**About this exercise**
Report all lines of the records that contain "None".

*** Opening Extracted data ***

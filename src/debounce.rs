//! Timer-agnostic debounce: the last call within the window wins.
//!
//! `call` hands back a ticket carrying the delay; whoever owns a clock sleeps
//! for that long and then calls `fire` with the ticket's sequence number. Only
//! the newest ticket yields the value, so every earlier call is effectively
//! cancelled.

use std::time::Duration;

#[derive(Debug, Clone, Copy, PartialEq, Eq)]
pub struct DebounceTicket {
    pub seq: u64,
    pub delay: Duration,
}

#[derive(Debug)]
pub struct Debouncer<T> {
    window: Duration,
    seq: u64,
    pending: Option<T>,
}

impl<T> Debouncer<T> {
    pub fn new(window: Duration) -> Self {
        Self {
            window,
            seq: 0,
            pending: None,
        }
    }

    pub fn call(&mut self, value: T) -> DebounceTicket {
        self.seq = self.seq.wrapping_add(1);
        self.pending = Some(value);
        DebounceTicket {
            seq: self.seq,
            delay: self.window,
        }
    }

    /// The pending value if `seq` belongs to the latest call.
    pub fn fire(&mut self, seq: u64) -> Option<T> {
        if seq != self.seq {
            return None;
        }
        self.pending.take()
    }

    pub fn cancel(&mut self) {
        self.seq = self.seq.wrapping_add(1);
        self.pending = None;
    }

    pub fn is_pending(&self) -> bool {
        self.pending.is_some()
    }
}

*** Closing Extracted data ***

**Response to this task**
            pending: None,
            return None;
        self.pending = None;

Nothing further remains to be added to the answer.